Only the lines from the top of the data through the line containing "FreeSpace as SdrFreeSpace, GetRepositoryInfo" should be duplicated, exactly as they appear.

Supplied entries =
--------------------------------------------------
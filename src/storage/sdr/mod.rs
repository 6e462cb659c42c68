//! The Sensor Data Repository: commands, record codec, linearization and the
//! static tables used to describe sensors.

mod get_sdr;
pub use get_sdr::{GetDeviceSdr, SdrData};

mod reserve;
pub use reserve::ReserveSdrRepository;

mod get_info;
pub use get_info::{
    FreeSpace as SdrFreeSpace, GetRepositoryInfo as GetSdrRepositoryInfo,
    Operations as SdrOperations, RepositoryInfo as SdrRepositoryInfo, UpdateModality,
};

pub mod record;
pub use record::{ParseError as RecordParseError, Record, RecordType};

pub mod linearization;

pub mod event_reading_type_code;

pub mod event_offset;

mod sensor_type;
pub use sensor_type::{sensor_type_name, SensorType};

mod units;
pub use units::{base_unit_name, Unit};

#[derive(Debug, Copy, Clone, PartialEq, Eq, Hash)]
pub struct RecordId(u16);

impl RecordId {
    pub const FIRST: Self = Self(0);
    pub const LAST: Self = Self(0xFFFF);

    pub fn new_raw(value: u16) -> Self {
        Self(value)
    }

    pub fn is_first(&self) -> bool {
        self.0 == Self::FIRST.0
    }

    pub fn is_last(&self) -> bool {
        self.0 == Self::LAST.0
    }

    pub fn value(&self) -> u16 {
        self.0
    }
}

impl core::fmt::Display for RecordId {
    fn fmt(&self, f: &mut core::fmt::Formatter<'_>) -> core::fmt::Result {
        write!(f, "0x{:04X}", self.0)
    }
}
--------------------------------------------------
Response box =
filename src/storage/sdr/mod.rs
repository 6e462cb659c42c68
//! The Sensor Data Repository: commands, record codec, linearization and the
//! static tables used to describe sensors.

mod get_sdr;
pub use get_sdr::{GetDeviceSdr, SdrData};

mod reserve;
pub use reserve::ReserveSdrRepository;

mod get_info;
pub use get_info::{
    FreeSpace as SdrFreeSpace, GetRepositoryInfo as GetSdrRepositoryInfo,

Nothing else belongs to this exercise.